Issue No. 9: More cracks in the broken AMR market 

Updates on the Quest to Beat Antimicrobial Resistance

President-elect Joe Biden will inherit unprecedented challenges. A divided nation, an unstable economy, and a worsening pandemic — but not the one you’re thinking of. 

Antimicrobial resistance (AMR) poses an even greater long-term threat to society than COVID. Several strains of bacteria and fungi are already virtually immune to existing antimicrobials. And if we don’t act soon, these so-called superbugs could kill 10 million people per year by 2050.

Unfortunately, the biotech companies working on superbug treatments are struggling. A variety of factors have made antibiotics research and development extremely challenging — and the constant, unremitting losses are forcing big and small drug makers alike to abandon their R&D efforts. 

Almost exactly a year ago, the Superbug Bulletin highlighted the financial challenges facing the companies in the antibiotics market. Over the past year, things have only gotten worse. Companies are selling lab equipment, losing market share, and going under. 

Unlike COVID, which took everyone by surprise, we can see the superbug pandemic coming. It’s up to President-elect Biden and the new Congress to prepare accordingly and fix the broken market for antimicrobials.  

What is at stake?

Globally, AMR could become the leading cause of death by 2050. That’s because a world without antimicrobials — drugs ranging from antibiotics and antifungal medications to new technologies such as bacteriophages — would make even common procedures and treatments, from knee replacements to chemotherapy, highly risky. Without them, doctors would be forced to decide whether to weaken patients’ immune systems with surgery and drugs — thus making them especially vulnerable to untreatable superbugs — or forego treatment and watch their conditions worsen.
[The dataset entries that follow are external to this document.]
//! Read receipt tracking.
//!
//! Keeps, per message id, the set of usernames that have read it. Entries
//! are created lazily and never removed for the lifetime of the session.

use std::collections::{BTreeSet, HashMap};

use chatsync_shared::MessageId;
use tracing::trace;

/// Per-message reader sets.
#[derive(Debug, Clone, Default)]
pub struct ReadReceiptTracker {
    readers: HashMap<MessageId, BTreeSet<String>>,
}

impl ReadReceiptTracker {
    pub fn new() -> Self {
        Self::default()
    }

    /// Record that `username` has read `message_id`.
    ///
    /// Returns `false` when the reader was already known, in which case
    /// nothing changes.
    pub fn record(&mut self, message_id: MessageId, username: &str) -> bool {
        let readers = self.readers.entry(message_id).or_default();
        if readers.contains(username) {
            return false;
        }
        readers.insert(username.to_owned());
        trace!(message_id = %message_id, user = %username, "Recorded read receipt");
        true
    }

    /// Readers of `message_id`, sorted. Empty if nobody has read it yet.
    pub fn readers_of(&self, message_id: MessageId) -> Vec<String> {
        self.readers
            .get(&message_id)
            .map(|set| set.iter().cloned().collect())
            .unwrap_or_default()
    }

    pub fn has_read(&self, message_id: MessageId, username: &str) -> bool {
        self.readers
            .get(&message_id)
            .is_some_and(|set| set.contains(username))
    }

    /// Number of messages with at least one tracked entry.
    pub fn tracked_messages(&self) -> usize {
        self.readers.len()
    }
}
Consider that in the United States, around 40 to 50 percent of bacteria that cause infections during surgery are already resistant to preventative antibiotics. If that figure rises to 100 percent, C-sections and hip replacements could become death sentences.

“A lot of common surgical procedures and cancer chemotherapy will be virtually impossible if antibiotic resistance is not tackled urgently,” according to Dr. Ramanan Laxminarayan, director of the Centre for Disease Dynamic, Economics and Policy.

In this post-antibiotic world, even trivial cuts, scrapes, or bug bites could kill. Take MRSA, a strain of bacteria most commonly contracted through a break in the skin. Several antibiotics that were originally used to kill MRSA are now useless against it.

Superbugs also play a role in exacerbating our response to pandemics like COVID-19. For example, during the 2009 H1N1 influenza pandemic, up to 55 percent of deaths were attributed to secondary bacterial pneumonia, not influenza itself.

While we are still learning much about the ongoing COVID-19 pandemic, it appears superbugs are worsening this terrible public health threat. As many as one in five hospitalized COVID patients contract a secondary infection. That means patients could survive COVID only to later perish from an untreatable bacterial infection. As we consider how to prepare for the next pandemic, we must remember that an arsenal of effective antibiotics is critical to ensure we can adequately protect our nation.